Problem description: Check each line of the listing for the string "PageOption". Copy those where it appears.
*** Entries provided ***
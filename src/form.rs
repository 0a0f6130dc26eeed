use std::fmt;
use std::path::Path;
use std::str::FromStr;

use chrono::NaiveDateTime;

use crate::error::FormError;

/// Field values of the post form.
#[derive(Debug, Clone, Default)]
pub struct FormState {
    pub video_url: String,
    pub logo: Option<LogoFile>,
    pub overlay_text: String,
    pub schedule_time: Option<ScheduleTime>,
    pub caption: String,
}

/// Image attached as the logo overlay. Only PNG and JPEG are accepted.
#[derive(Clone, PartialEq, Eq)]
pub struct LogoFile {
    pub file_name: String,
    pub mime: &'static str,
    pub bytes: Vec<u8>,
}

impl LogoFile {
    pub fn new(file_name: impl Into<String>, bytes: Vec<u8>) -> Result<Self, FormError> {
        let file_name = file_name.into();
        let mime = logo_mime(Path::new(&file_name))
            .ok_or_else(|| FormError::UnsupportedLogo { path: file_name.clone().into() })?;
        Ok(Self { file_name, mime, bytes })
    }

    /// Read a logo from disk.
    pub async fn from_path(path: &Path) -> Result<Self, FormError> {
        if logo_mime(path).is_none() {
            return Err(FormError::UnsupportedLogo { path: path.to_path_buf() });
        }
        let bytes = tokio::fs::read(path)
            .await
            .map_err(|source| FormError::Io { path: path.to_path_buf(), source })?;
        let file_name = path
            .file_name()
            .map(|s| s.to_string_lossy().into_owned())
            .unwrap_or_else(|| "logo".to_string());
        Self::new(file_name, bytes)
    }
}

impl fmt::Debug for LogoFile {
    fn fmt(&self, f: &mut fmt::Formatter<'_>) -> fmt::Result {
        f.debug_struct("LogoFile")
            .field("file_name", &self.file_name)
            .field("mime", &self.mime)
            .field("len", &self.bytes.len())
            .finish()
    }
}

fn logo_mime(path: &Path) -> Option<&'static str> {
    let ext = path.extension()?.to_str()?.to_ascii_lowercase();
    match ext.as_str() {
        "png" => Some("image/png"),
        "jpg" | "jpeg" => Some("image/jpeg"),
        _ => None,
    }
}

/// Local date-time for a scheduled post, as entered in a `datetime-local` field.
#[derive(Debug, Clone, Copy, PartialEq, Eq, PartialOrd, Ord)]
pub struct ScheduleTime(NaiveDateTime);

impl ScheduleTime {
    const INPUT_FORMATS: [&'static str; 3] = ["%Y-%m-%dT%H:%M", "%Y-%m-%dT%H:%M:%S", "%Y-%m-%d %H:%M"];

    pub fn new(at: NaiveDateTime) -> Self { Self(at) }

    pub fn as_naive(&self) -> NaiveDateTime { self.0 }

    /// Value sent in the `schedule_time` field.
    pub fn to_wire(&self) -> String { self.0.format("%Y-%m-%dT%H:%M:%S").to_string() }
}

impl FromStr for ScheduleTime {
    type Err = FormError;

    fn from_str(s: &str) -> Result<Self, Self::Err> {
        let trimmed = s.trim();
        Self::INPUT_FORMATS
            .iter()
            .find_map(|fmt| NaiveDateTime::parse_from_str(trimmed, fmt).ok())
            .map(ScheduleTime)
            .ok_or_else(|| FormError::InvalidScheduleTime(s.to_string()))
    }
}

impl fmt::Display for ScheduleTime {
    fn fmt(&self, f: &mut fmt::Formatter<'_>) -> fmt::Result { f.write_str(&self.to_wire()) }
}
*** End of Entries provided ***
*** Entries provided ***
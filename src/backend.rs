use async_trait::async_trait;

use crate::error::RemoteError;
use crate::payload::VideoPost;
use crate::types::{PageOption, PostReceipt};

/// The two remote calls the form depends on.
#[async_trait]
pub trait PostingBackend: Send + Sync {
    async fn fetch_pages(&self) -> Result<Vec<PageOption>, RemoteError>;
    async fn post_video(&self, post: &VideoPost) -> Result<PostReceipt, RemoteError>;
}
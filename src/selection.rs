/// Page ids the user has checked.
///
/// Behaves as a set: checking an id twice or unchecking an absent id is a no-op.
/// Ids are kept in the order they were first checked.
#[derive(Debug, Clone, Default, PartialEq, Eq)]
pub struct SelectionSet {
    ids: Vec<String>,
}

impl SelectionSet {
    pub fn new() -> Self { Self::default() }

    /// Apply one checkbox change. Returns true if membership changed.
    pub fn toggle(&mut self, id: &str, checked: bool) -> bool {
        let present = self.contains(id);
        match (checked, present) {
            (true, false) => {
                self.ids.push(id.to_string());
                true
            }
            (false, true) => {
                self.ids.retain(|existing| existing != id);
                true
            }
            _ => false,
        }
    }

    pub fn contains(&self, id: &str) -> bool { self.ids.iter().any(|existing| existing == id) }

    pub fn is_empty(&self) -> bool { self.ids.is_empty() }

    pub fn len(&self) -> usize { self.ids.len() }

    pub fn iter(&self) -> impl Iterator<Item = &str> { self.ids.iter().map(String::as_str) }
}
*** End of Entries provided ***
Solution to this problem:
use crate::types::{PageOption, PostReceipt};
    async fn fetch_pages(&self) -> Result<Vec<PageOption>, RemoteError>;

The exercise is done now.